__WHAT TO WORK ON__:
The line containing "fn parse<'a, S: Into<Span<'a>>>(input: S)" marks the end; copy exactly all lines from the start of the material up to and including it.

__RAW DATA__:
+ + + + +

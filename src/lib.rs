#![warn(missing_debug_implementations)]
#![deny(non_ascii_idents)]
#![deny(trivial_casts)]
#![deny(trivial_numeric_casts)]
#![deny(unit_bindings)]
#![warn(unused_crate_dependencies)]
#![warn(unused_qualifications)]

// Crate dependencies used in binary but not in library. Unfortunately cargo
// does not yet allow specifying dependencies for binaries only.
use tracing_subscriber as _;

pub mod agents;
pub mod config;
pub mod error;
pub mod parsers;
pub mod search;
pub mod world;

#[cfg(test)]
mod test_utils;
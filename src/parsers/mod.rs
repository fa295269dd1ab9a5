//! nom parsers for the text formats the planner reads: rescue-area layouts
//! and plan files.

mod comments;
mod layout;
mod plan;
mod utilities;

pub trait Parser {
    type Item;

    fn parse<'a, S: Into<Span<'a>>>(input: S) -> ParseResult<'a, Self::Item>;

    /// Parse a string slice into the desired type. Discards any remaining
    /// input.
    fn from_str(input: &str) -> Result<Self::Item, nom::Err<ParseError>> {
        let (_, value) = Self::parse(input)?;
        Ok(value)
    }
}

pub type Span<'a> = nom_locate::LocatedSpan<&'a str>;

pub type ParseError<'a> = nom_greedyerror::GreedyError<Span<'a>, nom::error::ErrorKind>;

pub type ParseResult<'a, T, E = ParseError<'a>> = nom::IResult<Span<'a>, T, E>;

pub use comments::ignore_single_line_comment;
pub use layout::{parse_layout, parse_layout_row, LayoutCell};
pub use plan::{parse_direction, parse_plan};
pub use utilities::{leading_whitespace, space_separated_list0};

+ + + + +

__RESPONSE BELOW__:
filename src/lib.rs
#![warn(missing_debug_implementations)]
#![deny(non_ascii_idents)]
#![deny(trivial_casts)]
#![deny(trivial_numeric_casts)]
#![deny(unit_bindings)]
#![warn(unused_crate_dependencies)]
#![warn(unused_qualifications)]

// Crate dependencies used in binary but not in library. Unfortunately cargo
// does not yet allow specifying dependencies for binaries only.
use tracing_subscriber as _;

pub mod agents;
pub mod config;
pub mod error;
pub mod parsers;
pub mod search;
pub mod world;

#[cfg(test)]
mod test_utils;
filename src/parsers/mod.rs
repository fa295269dd1ab9a5
//! nom parsers for the text formats the planner reads: rescue-area layouts
//! and plan files.

mod comments;
mod layout;
mod plan;
mod utilities;

pub trait Parser {
    type Item;

    fn parse<'a, S: Into<Span<'a>>>(input: S) -> ParseResult<'a, Self::Item>;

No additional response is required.